Looking Towards 2010

In which our intrepid life explorer lets on what his plans are for the coming year.

2009 has had it’s ups and downs, more downs recently, but here’s hoping what they say about things not killing us making us stronger is true – I’d like to think so. This wasn’t how I ever thought I’d be ending the year but I’ve got to try and make the best of my life going forward now.

As you’ve already gathered from previous posts I’ve spent a lot of time looking at myself and my life, trying to figure out what it is I want to do and where I want to be going in the future. I’ve not finished that journey but I’ve reached a point where I know what I want to do next year, what I need to do in order to ensure that I come out the other side of all of this in one piece, whole again and able to function properly. So what is it I hear you ask? Well I’ll tell you.

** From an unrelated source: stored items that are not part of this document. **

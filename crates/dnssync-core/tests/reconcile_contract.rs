//! Architectural Contract Test: Diff & Apply
//!
//! This test verifies that reconciling one spoke against a source set
//! converges the spoke and counts every outcome.
//!
//! Constraints verified:
//! - Only missing records are added, only extra records are removed
//! - A rejected or failing record operation is a conflict, not an abort
//! - Dry run never calls a mutating adapter method
//! - A second reconcile of a converged spoke is a no-op
//! - A failed read of the live set applies nothing
//!
//! If this test fails, spokes drift from the hub or get clobbered.

mod common;

use common::*;
use dnssync_core::engine;

#[tokio::test]
async fn missing_record_is_added() {
    let server = ScriptedServer::default();
    server.set_records(records(&["1.2.3.4 nas.home"], &[]));
    let adapter = server.adapter("spoke-a");

    let source = records(&["1.2.3.4 nas.home", "5.6.7.8 pi.home"], &[]);
    let stats = engine::reconcile(&source, &adapter, false)
        .await
        .expect("reconcile succeeds");

    assert_eq!(stats.added, 1);
    assert_eq!(stats.removed, 0);
    assert_eq!(stats.conflicts, 0);
    assert_eq!(server.records(), source);
}

#[tokio::test]
async fn stale_record_is_removed() {
    let server = ScriptedServer::default();
    server.set_records(records(&["1.2.3.4 nas.home", "9.9.9.9 stale.home"], &[]));
    let adapter = server.adapter("spoke-a");

    let source = records(&["1.2.3.4 nas.home"], &[]);
    let stats = engine::reconcile(&source, &adapter, false)
        .await
        .expect("reconcile succeeds");

    assert_eq!(stats.added, 0);
    assert_eq!(stats.removed, 1);
    assert_eq!(server.delete_calls(), 1);
    assert_eq!(server.records(), source);
}

#[tokio::test]
async fn rejected_addition_counts_as_conflict() {
    let server = ScriptedServer::default();
    server.reject("10.0.0.2 b.home");
    let adapter = server.adapter("spoke-a");

    let source = records(&["10.0.0.1 a.home", "10.0.0.2 b.home"], &[]);
    let stats = engine::reconcile(&source, &adapter, false)
        .await
        .expect("reconcile succeeds");

    assert_eq!(stats.added, 1);
    assert_eq!(stats.conflicts, 1);
    assert_eq!(server.add_calls(), 2, "both additions must be attempted");
}

#[tokio::test]
async fn failing_operation_does_not_stop_the_rest() {
    let server = ScriptedServer::default();
    server.set_records(records(&["10.0.0.9 old.home"], &["www.home -> old.home"]));
    server.error_on("10.0.0.1 a.home");
    server.error_on("www.home -> old.home");
    let adapter = server.adapter("spoke-a");

    let source = records(&["10.0.0.1 a.home", "10.0.0.2 b.home"], &["api.home -> b.home"]);
    let stats = engine::reconcile(&source, &adapter, false)
        .await
        .expect("per-record errors are not fatal");

    assert_eq!(stats.added, 2);
    assert_eq!(stats.removed, 1);
    assert_eq!(stats.conflicts, 2);
    assert_eq!(stats.a_records, 2);
    assert_eq!(stats.cname_records, 1);
}

#[tokio::test]
async fn dry_run_issues_no_mutations() {
    let server = ScriptedServer::default();
    server.set_records(records(&["9.9.9.9 stale.home"], &[]));
    let adapter = server.adapter("spoke-a");

    let source = records(&["1.2.3.4 nas.home"], &["www.home -> nas.home"]);
    let stats = engine::reconcile(&source, &adapter, true)
        .await
        .expect("reconcile succeeds");

    assert_eq!(stats.added, 2);
    assert_eq!(stats.removed, 1);
    assert_eq!(server.mutation_calls(), 0, "dry run must not mutate");
    assert_eq!(server.records(), records(&["9.9.9.9 stale.home"], &[]));
}

#[tokio::test]
async fn converged_spoke_is_left_alone() {
    let server = ScriptedServer::default();
    server.set_records(records(&["9.9.9.9 stale.home"], &["old.home -> stale.home"]));
    let adapter = server.adapter("spoke-a");
    let source = records(&["1.2.3.4 nas.home"], &["www.home -> nas.home"]);

    engine::reconcile(&source, &adapter, false)
        .await
        .expect("first reconcile succeeds");
    let mutations = server.mutation_calls();

    let second = engine::reconcile(&source, &adapter, false)
        .await
        .expect("second reconcile succeeds");

    assert_eq!(second.added, 0);
    assert_eq!(second.removed, 0);
    assert_eq!(server.mutation_calls(), mutations, "no further calls");
}

#[tokio::test]
async fn record_types_are_reconciled_independently() {
    let server = ScriptedServer::default();
    // Same name as A on one side and CNAME on the other.
    server.set_records(records(&[], &["nas.home -> pi.home"]));
    let adapter = server.adapter("spoke-a");

    let source = records(&["1.2.3.4 nas.home"], &[]);
    let stats = engine::reconcile(&source, &adapter, false)
        .await
        .expect("reconcile succeeds");

    assert_eq!(stats.added, 1);
    assert_eq!(stats.removed, 1);
    assert_eq!(server.records(), source);
}

#[tokio::test]
async fn unreadable_spoke_is_not_touched() {
    let server = ScriptedServer::default();
    server.fail_get(true);
    let adapter = server.adapter("spoke-a");

    let result = engine::reconcile(&records(&["1.2.3.4 nas.home"], &[]), &adapter, false).await;

    assert!(result.is_err());
    assert_eq!(server.mutation_calls(), 0);
}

Since everything fell apart in my life a couple of short months ago I’ve not been happy [funny that] and I’ve not been engaged with anything. I’ve not been happy at work for a very long time but I kept it up as I knew I had to provide for Sarah and the girls – that’s not quite the same any more. I’ve tried to carry on as normal but recently it’s become almost impossible to do. The old routine of getting up, driving to the office for the day and then coming home – now to an empty house – has been like a death by a thousand cuts, each day stabbing another needle into my heart. I can’t do that any more, it’s not allowing me to properly recover and move on.

I guess I was always going to look for a new job or do something in the new year after Sarah dropped the bombshell but what to do? Well, after a lot of thought I’ve decided to ask work for a 6 months sabbatical to give me time to sort myself out properly. I’d be looking at starting this at the beginning of March (to give Sarah plenty of time to sort herself out), but if they don’t agree then I’ll be handing my notice in at the end of January, staying long enough to finish off the current project and to hand everything over to the rest of the team.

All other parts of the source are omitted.